Given the period of chaos that follows immediately after a breach, and the long-term ramifications, responding to an event without a plan is like treating an amputated limb with plasters – messy and ineffective.
The first few hours after a breach are critical in asserting control of the situation and, as such, businesses must have a comprehensive incident response plan in place that enables them to react immediately should the worst happen.
How not to respond
Target has become the high profile case study of how not to handle a data breach. The retailer experienced a massive breach in 2013 which resulted in up to 40 million customer payment cards being compromised. The world learned about the breach from Brian Krebs, who broke the news on his blog after discovering stolen card details for sale on the dark web. In the days following, Target failed to communicate with banks about which payment cards were stolen, while customers were unable to reach the company due to a jammed customer service line. Consequently, Target’s share price fluctuated, both the CIO and CEO resigned, and the company estimates it has spent almost £200 million in relation to the breach.
Creating an incident response plan
Before drafting a plan, companies must first thoroughly understand the different types of personal and regulated data they collect, how it’s protected, where it’s stored and who has access, as this will influence the response required. The action guide can then be created, which must include detailed descriptions of the roles and responsibilities of specific individuals and departments, and timelines.
How quickly customers are informed about any breach is essential if a company wants to retain any integrity and credibility. To ensure that stakeholders are reassured that the situation is being managed, firms must draw up a crisis communication plan. This should include draft email and letter templates, and scripts for spokespeople. Not only will communicating quickly limit any further risk to affected parties, but it also allows the company to have some control over the media narrative. Breach notification can be communicated through several channels, including:
• Social media
• Press release
• Corporate website and blog
• Custom website that provides the details of the breach
Businesses should run ‘fire drills’ to ensure that everyone is aware of their responsibilities and to identify any further required actions that may have been previously overlooked.
Real time data breach response
The first hour
Once a breach is discovered, it should trigger an investigation by the forensics team. It’s vital for the company to quickly identify the scale of the breach, if it was caused by a cyber-attack or employee error, and whether the wider infrastructure is at risk. The organization should also assemble the internal response team and notify the authorities and other relevant agencies.
Hours two to twelve
At this point, the crisis communication plan should kick into action and the forensics team should be hard at work. Meanwhile, the engineering team should focus on patching vulnerable systems as they become known. Larger companies should have a short list of third-party vendors to help them accelerate this process.

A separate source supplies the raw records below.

//! Data Models
//!
//! Sessions, phases, reports, citations, and streaming progress events.

pub mod events;
pub mod report;
pub mod session;

pub use events::{PhaseProgress, ProgressEvent};
pub use report::{Citation, HistoryPage, ResearchPayload, SessionDetail, TokenUsage};
pub use session::{PhaseRecord, ResearchMode, SessionRecord, SessionStatus};
//! Terminal desktop for the SimpleOS toy shell.
//!
//! This crate draws a small desktop in the terminal: a menu bar, a live clock
//! status bar, and any number of notepad and terminal windows. The command
//! interpreter and file handling live in `simpleos-core`; this crate wires them
//! to crossterm input and ratatui output.

pub mod application;
pub mod configuration;
pub mod domain;
pub use application::ui::{destruct_terminal_for_panic, run, start_loop};
pub use configuration::{Config, ConfigKey};
pub use domain::models::{Action, Event};
pub use domain::services::{AppState, AppStateProps};
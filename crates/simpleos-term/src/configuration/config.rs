#[cfg(test)]
#[path = "config_test.rs"]
mod tests;

use std::ffi::OsStr;
use std::path;

use anyhow::bail;
use anyhow::Result;
use clap::ArgMatches;
use clap::Command;
use dashmap::DashMap;
use once_cell::sync::Lazy;
use strum::EnumIter;
use strum::EnumVariantNames;
use strum::IntoEnumIterator;
use tokio::fs;

use simpleos_core::transcript::DEFAULT_TRANSCRIPT_LIMIT;

static CONFIG: Lazy<DashMap<String, String>> = Lazy::new(DashMap::new);

pub const DEFAULT_CLOCK_INTERVAL_MS: u64 = 1000;

#[derive(Clone, Copy, Debug, Eq, PartialEq, EnumIter, EnumVariantNames, strum::Display)]
#[strum(serialize_all = "kebab-case")]
pub enum ConfigKey {
    ClockInterval,
    ConfigFile,
    LogLevel,
    TranscriptLimit,
}

pub struct Config {}

impl Config {
    pub fn get(key: ConfigKey) -> String {
        if let Some(val) = CONFIG.get(&key.to_string()) {
            return val.to_string();
        }

        return "".to_string();
    }

    pub fn set(key: ConfigKey, value: &str) {
        CONFIG.insert(key.to_string(), value.to_string());
    }

    /// Numeric keys fall back to their default when unset or malformed.
    pub fn get_usize(key: ConfigKey) -> usize {
        return Config::get(key)
            .parse::<usize>()
            .or_else(|_| Config::default(key).parse::<usize>())
            .unwrap_or_default();
    }

    pub fn default_config_path() -> path::PathBuf {
        if let Some(dir) = dirs::config_dir() {
            return dir.join("simpleos/config.toml");
        }

        return path::PathBuf::from("simpleos/config.toml");
    }

    pub fn default(key: ConfigKey) -> String {
        let res = match key {
            ConfigKey::ClockInterval => DEFAULT_CLOCK_INTERVAL_MS.to_string(),
            ConfigKey::LogLevel => "info".to_string(),
            ConfigKey::TranscriptLimit => DEFAULT_TRANSCRIPT_LIMIT.to_string(),

            // Special
            ConfigKey::ConfigFile => Config::default_config_path()
                .to_string_lossy()
                .to_string(),
        };

        return res;
    }

    pub async fn load(cmd: Command, clap_arg_matches: Vec<&ArgMatches>) -> Result<()> {
        for key in ConfigKey::iter() {
            Config::set(key, &Config::default(key))
        }

        let mut config_file = Config::default(ConfigKey::ConfigFile);
        for matches in clap_arg_matches.as_slice() {
            if let Ok(Some(arg_config_file)) =
                matches.try_get_one::<String>(&ConfigKey::ConfigFile.to_string())
            {
                config_file = arg_config_file.to_string();
            }
        }
        Config::set(ConfigKey::ConfigFile, &config_file);

        let config_path = path::PathBuf::from(config_file);
        if config_path.exists() {
            let toml_str = fs::read_to_string(config_path).await?;
            let doc = toml_str.parse::<toml_edit::Document>()?;

            for key in ConfigKey::iter() {
                if key == ConfigKey::ConfigFile {
                    continue;
                }

                if let Some(val) = doc.get(&key.to_string()) {
                    let val_str = if let Some(val_int) = val.as_integer() {
                        val_int.to_string()
                    } else if let Some(val_str) = val.as_str() {
                        val_str.to_string()
                    } else {
                        continue;
                    };
                    if val_str.is_empty() {
                        continue;
                    }

                    // Use clap value parsers to do validation.
                    if let Some(arg) = cmd
                        .get_arguments()
                        .find(|e| return e.get_long() == Some(key.to_string().as_str()))
                    {
                        let possible_values = arg
                            .get_possible_values()
                            .iter()
                            .map(|e| return e.get_name().to_string())
                            .collect::<Vec<String>>();

                        if !possible_values.is_empty() {
                            if !possible_values.contains(&val_str) {
                                bail!(format!("config.toml has an invalid value for key '{key}': {val_str}\nPossible values are: {}", possible_values.join(", ")));
                            }
                        } else if let Err(err) = arg.get_value_parser().parse_ref(
                            &cmd,
                            Some(arg),
                            OsStr::new(&val_str),
                        ) {
                            bail!(format!(
                                "config.toml has an invalid value for key '{key}': {val_str}\n{err}"
                            ));
                        }
                    }

                    Config::set(key, &val_str);
                }
            }
        }

        for key in ConfigKey::iter() {
            for matches in clap_arg_matches.as_slice() {
                if let Ok(Some(val)) = matches.try_get_one::<String>(&key.to_string()) {
                    if val.is_empty() {
                        continue;
                    }
                    Config::set(key, val)
                }
            }
        }

        tracing::debug!(
            clock_interval = Config::get(ConfigKey::ClockInterval),
            log_level = Config::get(ConfigKey::LogLevel),
            transcript_limit = Config::get(ConfigKey::TranscriptLimit),
            "config"
        );

        return Ok(());
    }

    pub fn serialize_default(cmd: Command) -> String {
        let toml_str = ConfigKey::iter()
            .filter_map(|key| {
                if key == ConfigKey::ConfigFile {
                    return None;
                }

                let arg = cmd
                    .get_arguments()
                    .find(|e| return e.get_long() == Some(key.to_string().as_str()))?;

                let mut description = arg
                    .get_help()
                    .map(|e| return e.to_string())
                    .unwrap_or_default();

                description = description
                    .split("[default:")
                    .next()
                    .unwrap_or_default()
                    .trim()
                    .to_string();

                if !arg.get_possible_values().is_empty() {
                    let possible_values = arg
                        .get_possible_values()
                        .iter()
                        .map(|e| return e.get_name().to_string())
                        .collect::<Vec<_>>()
                        .join(", ");
                    description = format!("{description} [possible values: {}]", possible_values);
                }

                let mut val = Config::default(key);
                if val.is_empty() {
                    val = format!("# {key} = \"\"");
                } else if val.parse::<i64>().is_ok() {
                    val = format!("{key} = {val}");
                } else {
                    val = format!("{key} = \"{val}\"");
                }

                return Some(format!("# {description}\n{val}"));
            })
            .collect::<Vec<String>>()
            .join("\n\n");

        return toml_str;
    }
}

Hours twelve to forty-eight
In the majority of cases, the initial assessment of a breach underestimates its true scope. To at least mitigate some of the risk, businesses should assume the worst case scenario. Now, companies must start reaching out to credit card providers and banks, if payment details have been compromised. If they haven’t already, communication teams must also start their outreach, informing customers, the media and any other affected stakeholders of the situation. Even if the scope of the breach isn’t fully determined, the company should communicate whatever information is available.
If user credentials are at risk, the organization should implement an automatic customer-wide password reset while turning on some form of multi-factor authentication. If personally identifiable information (PII) or PCI-DSS regulated data was exposed, free credit monitoring should be offered.
Beyond the first 48 hours
Though the first 48 hours are the most critical time in getting a handle on the situation, it is just the beginning. Companies should expect a deluge of customer and media inquiries and must have a plan to handle a significantly higher volume of calls and emails. It will likely take weeks, if not months, for the forensics team to uncover the full scope of the breach; and businesses should be prepared to tear down and rebuild parts of their infrastructure to mitigate the risk of the situation repeating itself.